Die Vertriebsschwäche in Westeuropa und dem deutschen Heimatmarkt setzte sich im September fort, der in diesem Jahr im Vergleich mit Vorjahresmonat einen Verkaufstag weniger hatte. Während die Mercedes-Gruppe in den USA sowie in den asiatisch-pazifischen Ländern mit zweistelligen Absatzzuwächsen Rekorde feiert, bröckeln die Verkaufszahlen im westlichen Europa ab. Vor allem in Deutschland verkaufen sich die Pkw schlecht, obwohl im kommenden Jahr eine kräftige Mehrwertsteuererhöhung ins Haus steht. Mit 31 700 im September ausgelieferten Autos liegt die Mercedes-Pkw-Gruppe in Deutschland 13,6 Prozent hinter dem Vorjahr zurück. Seit Jahresbeginn steht damit ein Absatzrückgang auf dem Heimatmarkt von gut vier Prozent zu Buche.

2006 soll Absatzzuwachs bescheren

Mit dem weltweiten Absatzplus in den Monaten Januar bis September ist die Mercedes-Gruppe jedoch zufrieden. In allen Verkaufsregionen seien Marktanteile gewonnen worden, teilte Daimler-Chrysler mit. Mit 934 200 verkauften Automobilen schnitt die Markengruppe im Neun-Monats-Zeitraum knapp sechs Prozent besser als im Vorjahr ab. Allein von der Marke mit dem Stern verkaufte Daimler-Chrysler zwischen Januar und September 846 300 Autos. Das ist ein Zuwachs von gut neun Prozent binnen Jahresfrist und eine neue Bestmarke.

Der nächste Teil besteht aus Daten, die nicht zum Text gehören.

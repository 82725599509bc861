//! HTML pages for the catalog and for each entity.
//!
//! Pages are rendered from [upon] templates embedded at compile time. Every
//! string is HTML-escaped on output by [`escape_html`], so names and field
//! text taken from the catalog documents can't inject markup.
//!
//! # Layout
//!
//! | Page                | Path                        |
//! |---------------------|-----------------------------|
//! | Catalog             | `index.html`                |
//! | Entity `a1` in `authors.xml` | `authors/a1.html`  |
//! | Entity `B 1` in `books.xml`  | `books/B%201.html` |
//!
//! The document stem is slugged, the id is percent-encoded so that ids
//! differing only in case or punctuation get their own page.
//! | Stylesheet          | `style.css`                 |

use crate::error::{ErrorKind, Result};
use crate::style::Templates;
use exn::{OptionExt, ResultExt};
use rslug::slugify;
use shelfmark_lending::{BorrowRecord, format_date};
use shelfmark_library::{BookState, Borrowing, Catalog, Cell, Choice, EntityView, Link};
use std::fmt::Write;
use std::path::Path;
use tracing::instrument;
use upon::{Engine, Value};

pub const INDEX_PAGE: &str = "index.html";
pub const STYLESHEET: &str = "style.css";

/// Path of an entity's page, relative to the site root.
///
/// ```
/// use shelfmark_library::Link;
/// assert_eq!(shelfmark_render::page_path(&Link::new("authors.xml", "a1")), "authors/a1.html");
/// assert_eq!(shelfmark_render::page_path(&Link::new("data/Genres.xml", "Sci Fi")), "genres/Sci%20Fi.html");
/// ```
pub fn page_path(link: &Link) -> String {
    let stem = Path::new(&link.document).file_stem().and_then(|s| s.to_str()).unwrap_or(&link.document);
    format!("{}/{}.html", slugify!(stem), urlencoding::encode(&link.id))
}

/// [`page_path`] as it has to appear in an `href`: the `%` of the encoded
/// file name is itself escaped.
pub fn page_href(link: &Link) -> String {
    page_path(link).replace('%', "%25")
}

/// Escapes `& < > " '` in strings; every other value is printed as upon
/// would by default.
pub fn escape_html(f: &mut upon::fmt::Formatter<'_>, value: &Value) -> upon::fmt::Result {
    let Value::String(s) = value else {
        return upon::fmt::default(f, value);
    };
    for c in s.chars() {
        match c {
            '&' => f.write_str("&amp;")?,
            '<' => f.write_str("&lt;")?,
            '>' => f.write_str("&gt;")?,
            '"' => f.write_str("&quot;")?,
            '\'' => f.write_str("&#39;")?,
            c => f.write_char(c)?,
        }
    }
    Ok(())
}

/// Compiled page templates.
pub struct Pages {
    engine: Engine<'static>,
}
impl Pages {
    /// Compiles every embedded template.
    pub fn new() -> Result<Self> {
        let mut engine = Engine::new();
        engine.set_default_formatter(&escape_html);
        for file in Templates::iter() {
            let Some(name) = file.strip_suffix(".html") else {
                continue;
            };
            let name = name.to_string();
            let source = Templates::get(&file).ok_or_raise(|| ErrorKind::AssetNotFound(file.to_string()))?;
            let source =
                String::from_utf8(source.data.into_owned()).or_raise(|| ErrorKind::Template(name.clone()))?;
            engine.add_template(name.clone(), source).or_raise(|| ErrorKind::Template(name))?;
        }
        Ok(Self { engine })
    }

    /// Renders the catalog table and both choice lists as `index.html`.
    #[instrument(level = "debug", skip_all, fields(rows = catalog.rows().len()))]
    pub fn catalog(&self, catalog: &Catalog) -> Result<String> {
        let rows: Vec<Value> = catalog
            .rows()
            .iter()
            .map(|row| {
                let loan = row.loan.as_ref();
                upon::value! {
                    id: row.id.as_str(),
                    title: cell(&row.title),
                    author: cell(&row.author),
                    publisher: cell(&row.publisher),
                    genre: cell(&row.genre),
                    borrowed: row.state() == BookState::Borrowed,
                    borrower: loan.map(|l| l.borrower_name.clone()).unwrap_or_default(),
                    borrow_date: loan.map(|l| format_date(l.borrow_date)).unwrap_or_default(),
                    return_date: loan.map(|l| format_date(l.return_date)).unwrap_or_default(),
                    status: row.state().to_string(),
                }
            })
            .collect();
        let context = upon::value! {
            stylesheet: STYLESHEET,
            rows: rows,
            available: choices(catalog.available()),
            borrowed: choices(catalog.borrowed()),
        };
        self.render("catalog", context)
    }

    /// Renders one entity's detail page. Links are relative to the page's
    /// own location from [`page_path`].
    #[instrument(level = "debug", skip_all, fields(document = %view.document, id = %view.id))]
    pub fn entity(&self, view: &EntityView) -> Result<String> {
        let fields: Vec<Value> = view
            .fields
            .iter()
            .map(|field| match &field.resolved {
                Some(resolved) => upon::value! {
                    name: field.name.as_str(),
                    value: resolved.name.as_str(),
                    href: format!("../{}", page_href(&resolved.link)),
                },
                None => upon::value! {
                    name: field.name.as_str(),
                    value: field.text.as_str(),
                    href: "",
                },
            })
            .collect();
        let loan = match &view.borrowing {
            Some(Borrowing::Borrowed(record)) => Some(loan(record)),
            _ => None,
        };
        let context = upon::value! {
            heading: view.heading(),
            stylesheet: format!("../{STYLESHEET}"),
            index: format!("../{INDEX_PAGE}"),
            fields: fields,
            book: view.borrowing.is_some(),
            loan: loan,
        };
        self.render("entity", context)
    }

    fn render(&self, name: &str, context: Value) -> Result<String> {
        let template = self.engine.get_template(name).ok_or_raise(|| ErrorKind::AssetNotFound(name.to_string()))?;
        template.render(context).to_string().or_raise(|| ErrorKind::Template(name.to_string()))
    }
}

fn cell(cell: &Cell) -> Value {
    upon::value! {
        name: cell.name.as_str(),
        href: cell.link.as_ref().map(page_href).unwrap_or_default(),
    }
}

fn choices(choices: &[Choice]) -> Vec<Value> {
    choices
        .iter()
        .map(|choice| {
            upon::value! {
                id: choice.id.as_str(),
                label: choice.label.as_str(),
            }
        })
        .collect()
}

fn loan(record: &BorrowRecord) -> Value {
    upon::value! {
        borrower: record.borrower_name.as_str(),
        borrow_date: format_date(record.borrow_date),
        return_date: format_date(record.return_date),
    }
}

Als Verkaufsschlager erwiesen sich nach Unternehmensangaben auch im September die neuen Mercedes-Benz-Modelle. Die neue Luxus-Limousine S-Klasse und der neue Geländewagen M-Klasse werden seit Herbst vergangenen Jahres ausgeliefert. Auch die - nach imageschädigenden Qualitätsmängeln - inzwischen technisch überholte E-Klasse verkaufe sich gut, teilte Daimler-Chrysler mit. Seit dem Sommer sei die in Stuttgart-Sindelfingen gefertigte Oberklasse-Limousine wieder weltweiter Marktführer in diesem Marktsegment.

Die Mercedes-Gruppe liefert sich seit einigen Monaten mit dem Konkurrenten BMW ein Kopf-an-Kopf-Rennen um die Marktführerschaft im Premium-Segment. Die deutlich rentabler wirtschaftenden Münchener werden ihre Verkaufstatistik am Montag vorstellen. Mercedes-Chef Dieter Zetsche strebt in diesem Jahr einen Absatzzuwachs an und will dem Wettbewerber auch bei der Rendite näherrücken. 2005 wren 1,247 Mill. Fahrzeuge der Marken Mercedes-Benz, Maybach und Smart ausgeliefert worden.